(Beginning of Recorded data)
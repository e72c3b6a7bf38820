// Offline demonstration of pattern continuation, no MIDI hardware needed
// Run with: cargo run --bin offline_demo

use std::sync::Arc;
use tumbler::{
    BackendOutput, Clock, EngineConfig, ManualCycles, MemoryBackend, MidiBackend, MidiMessage,
    NoteEvent, TumbleEngine, telemetry,
};

const PHRASE: [(i64, u8); 5] = [(0, 60), (400, 64), (800, 62), (1200, 65), (1600, 64)];

fn main() -> Result<(), Box<dyn std::error::Error>> {
    telemetry::init_tracing("warn");

    println!("Tumbler - Offline Pattern Demo");
    println!("==============================");

    let backend = MemoryBackend::with_ports(&[], &["demo out"]);
    let port = backend
        .enumerate_outputs()
        .into_iter()
        .next()
        .ok_or("demo output port missing")?;
    let mut out = BackendOutput::open(backend.clone(), &port)?;

    let cycles = ManualCycles::micros();
    let config = EngineConfig {
        rng_seed: Some(1),
        ..EngineConfig::default()
    };
    let mut engine = TumbleEngine::new(config, Clock::new(Arc::new(cycles.clone())))?;

    println!("\nPlaying phrase:");
    for (time, pitch) in PHRASE {
        println!("   {:>5} ms  note {}", time, pitch);
        if let Some(slot) = engine.handle_event(&NoteEvent::note_on(pitch, 96, time), time) {
            println!("   -> pattern started in slot {}", slot);
        }
    }

    let mut now = PHRASE[PHRASE.len() - 1].0;
    while !engine.scheduler().is_empty() && now < 60_000 {
        now += 5;
        cycles.set(now * 1000);
        engine.poll(now, &mut out);
    }

    println!("\nContinuation:");
    let mut played = 0;
    for bytes in backend.written("demo out") {
        if let Some(MidiMessage::NoteOn { note, velocity, .. }) = MidiMessage::from_bytes(&bytes) {
            println!("   note {:>3}  velocity {:>3}", note, velocity);
            played += 1;
        }
    }

    engine.shutdown(&mut out);
    out.close();
    println!("\n{} notes played before the pattern left the keyboard", played);
    Ok(())
}
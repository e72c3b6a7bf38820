// In-process loopback backend
// Clones share state, so a test can inject input on one clone while the
// capture thread reads from another.

use crate::midi::backend::{MidiBackend, MidiError, PortDescriptor, PortDirection, PortHandle};
use std::collections::{HashMap, VecDeque};
use std::sync::{Arc, Mutex, MutexGuard, PoisonError};

#[derive(Debug, Default)]
struct Inner {
    inputs: Vec<PortDescriptor>,
    outputs: Vec<PortDescriptor>,
    open: HashMap<PortHandle, (PortDirection, String)>,
    pending: HashMap<String, VecDeque<Vec<u8>>>,
    written: HashMap<String, Vec<Vec<u8>>>,
    next_handle: u32,
    fail_writes: bool,
}

#[derive(Debug, Clone, Default)]
pub struct MemoryBackend {
    inner: Arc<Mutex<Inner>>,
}

impl MemoryBackend {
    pub fn new() -> Self {
        Self::default()
    }

    /// Backend exposing the given input and output port names
    pub fn with_ports(inputs: &[&str], outputs: &[&str]) -> Self {
        let backend = Self::new();
        {
            let mut inner = backend.lock();
            inner.inputs = describe(inputs, PortDirection::Input);
            inner.outputs = describe(outputs, PortDirection::Output);
        }
        backend
    }

    fn lock(&self) -> MutexGuard<'_, Inner> {
        self.inner.lock().unwrap_or_else(PoisonError::into_inner)
    }

    /// Queue raw bytes as if they arrived on input port `port_name`
    pub fn inject(&self, port_name: &str, bytes: &[u8]) {
        self.lock()
            .pending
            .entry(port_name.to_string())
            .or_default()
            .push_back(bytes.to_vec());
    }

    /// Every message written to output port `port_name` so far
    pub fn written(&self, port_name: &str) -> Vec<Vec<u8>> {
        self.lock()
            .written
            .get(port_name)
            .cloned()
            .unwrap_or_default()
    }

    /// Make every subsequent write fail (simulates an unplugged device)
    pub fn set_fail_writes(&self, fail: bool) {
        self.lock().fail_writes = fail;
    }

    pub fn open_handles(&self) -> usize {
        self.lock().open.len()
    }
}

fn describe(names: &[&str], direction: PortDirection) -> Vec<PortDescriptor> {
    names
        .iter()
        .enumerate()
        .map(|(i, name)| PortDescriptor {
            card: 0,
            device: i as u32,
            subdevice: 0,
            name: name.to_string(),
            supports_input: direction == PortDirection::Input,
            supports_output: direction == PortDirection::Output,
        })
        .collect()
}

impl MidiBackend for MemoryBackend {
    fn enumerate_inputs(&self) -> Vec<PortDescriptor> {
        self.lock().inputs.clone()
    }

    fn enumerate_outputs(&self) -> Vec<PortDescriptor> {
        self.lock().outputs.clone()
    }

    fn open(
        &mut self,
        port: &PortDescriptor,
        direction: PortDirection,
    ) -> Result<PortHandle, MidiError> {
        let mut inner = self.lock();
        let known = match direction {
            PortDirection::Input => &inner.inputs,
            PortDirection::Output => &inner.outputs,
        };
        if !known.iter().any(|p| p.name == port.name) {
            return Err(MidiError::PortNotFound(port.name.clone()));
        }

        let handle = PortHandle(inner.next_handle);
        inner.next_handle += 1;
        inner.open.insert(handle, (direction, port.name.clone()));
        Ok(handle)
    }

    fn close(&mut self, handle: PortHandle) {
        self.lock().open.remove(&handle);
    }

    fn read(&mut self, handle: PortHandle) -> Result<Vec<u8>, MidiError> {
        let mut inner = self.lock();
        let name = match inner.open.get(&handle) {
            Some((PortDirection::Input, name)) => name.clone(),
            Some((PortDirection::Output, _)) => return Err(MidiError::WrongDirection),
            None => return Err(MidiError::InvalidHandle(handle.0)),
        };
        inner
            .pending
            .get_mut(&name)
            .and_then(|queue| queue.pop_front())
            .ok_or(MidiError::WouldBlock)
    }

    fn write(&mut self, handle: PortHandle, bytes: &[u8]) -> Result<usize, MidiError> {
        let mut inner = self.lock();
        let name = match inner.open.get(&handle) {
            Some((PortDirection::Output, name)) => name.clone(),
            Some((PortDirection::Input, _)) => return Err(MidiError::WrongDirection),
            None => return Err(MidiError::InvalidHandle(handle.0)),
        };
        if inner.fail_writes {
            return Err(MidiError::Disconnected);
        }
        inner.written.entry(name).or_default().push(bytes.to_vec());
        Ok(bytes.len())
    }
}
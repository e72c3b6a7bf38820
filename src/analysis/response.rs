// Response Stats - Return latency of notes sent to an external instrument
//
// A player piano echoes every note it plays back on its MIDI output. Pairing
// those echoes with the notes the engine sent measures the output delay, per
// pitch and per velocity, which is what the anticipation setting compensates.

use crate::timing::{RingHistory, Ticks};
use std::collections::HashMap;
use tracing::trace;

const PITCHES: usize = 128;

#[derive(Debug, Clone)]
struct ResponseCell {
    delays: RingHistory<Ticks>,
    velocity_changes: RingHistory<i16>,
}

impl ResponseCell {
    fn new(history: usize) -> Self {
        Self {
            delays: RingHistory::new(history),
            velocity_changes: RingHistory::new(history),
        }
    }
}

/// Measured echo of an emitted note
#[derive(Debug, Clone, Copy, PartialEq, Eq)]
pub struct Response {
    pub delay: Ticks,
    pub velocity_change: i16,
}

#[derive(Debug, Clone, Copy)]
struct Emitted {
    time: Ticks,
    velocity: u8,
}

/// Per pitch/velocity history of return delays
#[derive(Debug, Clone)]
pub struct ResponseStats {
    window: Ticks,
    history: usize,
    pending: [Option<Emitted>; PITCHES],
    cells: HashMap<(u8, u8), ResponseCell>,
}

impl ResponseStats {
    /// # Arguments
    /// * `window` - Longest delay (ticks) still accepted as an echo
    /// * `history` - Samples kept per pitch/velocity cell
    pub fn new(window: Ticks, history: usize) -> Self {
        Self {
            window: window.max(0),
            history: history.max(1),
            pending: [None; PITCHES],
            cells: HashMap::new(),
        }
    }

    /// Remember a note-on sent by the engine
    pub fn record_output(&mut self, pitch: u8, velocity: u8, time: Ticks) {
        if let Some(slot) = self.pending.get_mut(pitch as usize) {
            *slot = Some(Emitted { time, velocity });
        }
    }

    /// Match an incoming note-on against the last emitted note of that pitch
    ///
    /// Each emitted note is matched at most once. Returns the measurement
    /// when the input falls within the window.
    pub fn record_input(&mut self, pitch: u8, velocity: u8, time: Ticks) -> Option<Response> {
        let emitted = (*self.pending.get(pitch as usize)?)?;
        let delay = time - emitted.time;
        if delay < 0 || delay > self.window {
            return None;
        }
        self.pending[pitch as usize] = None;

        let response = Response {
            delay,
            velocity_change: velocity as i16 - emitted.velocity as i16,
        };
        let history = self.history;
        let cell = self
            .cells
            .entry((pitch, emitted.velocity))
            .or_insert_with(|| ResponseCell::new(history));
        cell.delays.insert(response.delay);
        cell.velocity_changes.insert(response.velocity_change);

        trace!(pitch, delay, velocity_change = response.velocity_change, "Echo measured");
        Some(response)
    }

    pub fn average_delay(&self, pitch: u8, velocity: u8) -> Option<f64> {
        let cell = self.cells.get(&(pitch, velocity))?;
        average(cell.delays.iter().map(|&d| d as f64))
    }

    pub fn average_velocity_change(&self, pitch: u8, velocity: u8) -> Option<f64> {
        let cell = self.cells.get(&(pitch, velocity))?;
        average(cell.velocity_changes.iter().map(|&v| v as f64))
    }

    /// Mean of every recorded delay, rounded to ticks
    pub fn suggested_anticipation(&self) -> Option<Ticks> {
        let all = self
            .cells
            .values()
            .flat_map(|cell| cell.delays.iter().map(|&d| d as f64));
        average(all).map(|mean| mean.round() as Ticks)
    }

    /// Number of samples currently held
    pub fn samples(&self) -> usize {
        self.cells.values().map(|cell| cell.delays.len()).sum()
    }

    pub fn clear(&mut self) {
        self.pending = [None; PITCHES];
        for cell in self.cells.values_mut() {
            cell.delays.clear();
            cell.velocity_changes.clear();
        }
    }
}

fn average(values: impl Iterator<Item = f64>) -> Option<f64> {
    let (sum, count) = values.fold((0.0, 0usize), |(s, n), v| (s + v, n + 1));
    if count == 0 {
        None
    } else {
        Some(sum / count as f64)
    }
}

#[cfg(test)]
mod tests {
    use super::*;

    #[test]
    fn test_echo_within_window_is_recorded() {
        let mut stats = ResponseStats::new(500, 8);
        stats.record_output(60, 80, 1000);

        let response = stats.record_input(60, 70, 1120).unwrap();
        assert_eq!(response.delay, 120);
        assert_eq!(response.velocity_change, -10);
        assert_eq!(stats.average_delay(60, 80), Some(120.0));
        assert_eq!(stats.average_velocity_change(60, 80), Some(-10.0));

        // already matched
        assert!(stats.record_input(60, 70, 1130).is_none());
    }

    #[test]
    fn test_late_or_unknown_input_ignored() {
        let mut stats = ResponseStats::new(500, 8);
        assert!(stats.record_input(60, 70, 10).is_none());

        stats.record_output(60, 80, 0);
        assert!(stats.record_input(60, 70, 501).is_none());
        assert_eq!(stats.samples(), 0);
        assert_eq!(stats.suggested_anticipation(), None);
    }

    #[test]
    fn test_suggested_anticipation_averages_all_cells() {
        let mut stats = ResponseStats::new(500, 8);
        stats.record_output(60, 80, 0);
        stats.record_input(60, 80, 100);
        stats.record_output(72, 40, 0);
        stats.record_input(72, 40, 151);

        assert_eq!(stats.samples(), 2);
        assert_eq!(stats.suggested_anticipation(), Some(126));
    }

    #[test]
    fn test_cell_history_is_bounded() {
        let mut stats = ResponseStats::new(500, 2);
        for (i, delay) in [100, 200, 300].iter().enumerate() {
            let t = i as Ticks * 1000;
            stats.record_output(60, 64, t);
            stats.record_input(60, 64, t + delay);
        }
        assert_eq!(stats.average_delay(60, 64), Some(250.0));

        stats.clear();
        assert_eq!(stats.samples(), 0);
        assert_eq!(stats.average_delay(60, 64), None);
    }
}
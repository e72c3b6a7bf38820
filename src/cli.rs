// Command line and console commands of the tumbler binary

use clap::Parser;
use std::path::PathBuf;
use tumbler::EngineConfig;

#[derive(Parser, Debug, Clone)]
#[command(author, version, about = "Continues rhythmically uniform phrases played on a MIDI keyboard")]
pub struct Args {
    /// Path to a RON config file (defaults to the per-user config if present)
    #[arg(long)]
    pub config: Option<PathBuf>,

    /// List MIDI ports and exit
    #[arg(long, default_value_t = false)]
    pub list: bool,

    /// Input port, by index or (partial) name
    #[arg(short, long, default_value = "0")]
    pub input: String,

    /// Output port, by index or (partial) name
    #[arg(short, long, default_value = "0")]
    pub output: String,

    /// Rhythm tolerance ratio in (0, 1) (overrides config)
    #[arg(long)]
    pub tolerance: Option<f64>,

    /// Notes per captured sequence (overrides config)
    #[arg(long)]
    pub length: Option<usize>,

    /// Output latency compensation in ms (overrides config)
    #[arg(long)]
    pub anticipation: Option<u32>,

    /// Scheduler poll interval in ms (overrides config)
    #[arg(long)]
    pub poll_ms: Option<u32>,

    /// Seed for the random generator (overrides config)
    #[arg(long)]
    pub seed: Option<u64>,

    /// Stop after this many seconds
    #[arg(long)]
    pub run_for: Option<f64>,
}

impl Args {
    /// Command-line values win over the file
    pub fn apply(&self, config: &mut EngineConfig) {
        if let Some(tolerance) = self.tolerance {
            config.tolerance = tolerance;
        }
        if let Some(length) = self.length {
            config.sequence_length = length;
        }
        if let Some(anticipation) = self.anticipation {
            config.anticipation_ms = anticipation;
        }
        if let Some(poll_ms) = self.poll_ms {
            config.poll_interval_ms = poll_ms;
        }
        if self.seed.is_some() {
            config.rng_seed = self.seed;
        }
    }
}

/// Console commands typed while the engine runs
#[derive(Debug, Clone, Copy, PartialEq, Eq)]
pub enum Command {
    Quit,
    ToggleDirection,
    LengthUp,
    LengthDown,
    MoreSensitive,
    LessSensitive,
    Forward,
    Invert,
    Reverse,
    Randomize,
    Status,
}

impl Command {
    pub fn parse(line: &str) -> Option<Self> {
        match line.trim() {
            "q" | "quit" => Some(Command::Quit),
            "\\" | "d" => Some(Command::ToggleDirection),
            "=" => Some(Command::LengthUp),
            "-" => Some(Command::LengthDown),
            "." => Some(Command::MoreSensitive),
            "," => Some(Command::LessSensitive),
            "f" => Some(Command::Forward),
            "i" => Some(Command::Invert),
            "r" => Some(Command::Reverse),
            "x" => Some(Command::Randomize),
            "s" | "" => Some(Command::Status),
            _ => None,
        }
    }

    pub const HELP: &'static str = "Commands: q quit | \\ direction | = / - sequence length | \
        . / , sensitivity | f forward | i invert | r reverse | x randomize | s status";
}
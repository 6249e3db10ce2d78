//! Texture payload decoding.
//!
//! JPEG textures are passed through unchanged. DXT1 and crunched DXT1
//! textures are decompressed and re-encoded as BMP.

use std::io::Cursor;

use image::{ImageFormat, RgbImage};

use crate::error::{DecodeError, DecodeResult};

pub use rocktree_proto::texture::Format as TextureFormat;

/// Returns true if decoded images of this format are stored bottom-up, so
/// texture `v` coordinates must be flipped.
#[must_use]
pub fn is_bottom_up(format: TextureFormat) -> bool {
    matches!(format, TextureFormat::Dxt1 | TextureFormat::CrnDxt1)
}

/// Image file contents ready to be written next to a mesh.
#[derive(Debug, Clone, PartialEq, Eq)]
pub struct DecodedTexture {
    pub bytes: Vec<u8>,
    /// File extension without the dot (`jpg` or `bmp`).
    pub extension: &'static str,
}

/// Decode a texture payload into an image file.
///
/// # Arguments
///
/// * `format` - Encoding of `data`
/// * `width`, `height` - Texture dimensions in pixels
/// * `data` - The first entry of the texture's `data` field
pub fn decode_texture(
    format: TextureFormat,
    width: u32,
    height: u32,
    data: &[u8],
) -> DecodeResult<DecodedTexture> {
    let decode: fn(&[u8], usize, usize, &mut [u32]) -> Result<(), &'static str> = match format {
        TextureFormat::Jpg => {
            return Ok(DecodedTexture {
                bytes: data.to_vec(),
                extension: "jpg",
            });
        }
        TextureFormat::Dxt1 => texture2ddecoder::decode_bc1,
        TextureFormat::CrnDxt1 => texture2ddecoder::decode_crunch,
        other => return Err(DecodeError::UnsupportedTextureFormat(other as i32)),
    };

    let (w, h) = (width as usize, height as usize);
    let mut pixels = vec![0u32; w * h];
    decode(data, w, h, &mut pixels).map_err(|e| DecodeError::Texture(e.to_string()))?;

    encode_bmp(&pixels, width, height)
}

/// Encode BGRA pixels (as produced by `texture2ddecoder`) into a BMP file.
fn encode_bmp(pixels: &[u32], width: u32, height: u32) -> DecodeResult<DecodedTexture> {
    let rgb: Vec<u8> = pixels
        .iter()
        .flat_map(|pixel| {
            let [b, g, r, _a] = pixel.to_le_bytes();
            [r, g, b]
        })
        .collect();

    let image = RgbImage::from_raw(width, height, rgb).ok_or(DecodeError::InvalidLength {
        field: "texture",
        expected: (width * height * 3) as usize,
        actual: pixels.len() * 3,
    })?;

    let mut bytes = Cursor::new(Vec::new());
    image
        .write_to(&mut bytes, ImageFormat::Bmp)
        .map_err(|e| DecodeError::Texture(e.to_string()))?;

    Ok(DecodedTexture {
        bytes: bytes.into_inner(),
        extension: "bmp",
    })
}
(End of Recorded data)
Please state how many lines hold the string "entry" in the listing above, giving the figure alone.

## Final answer
4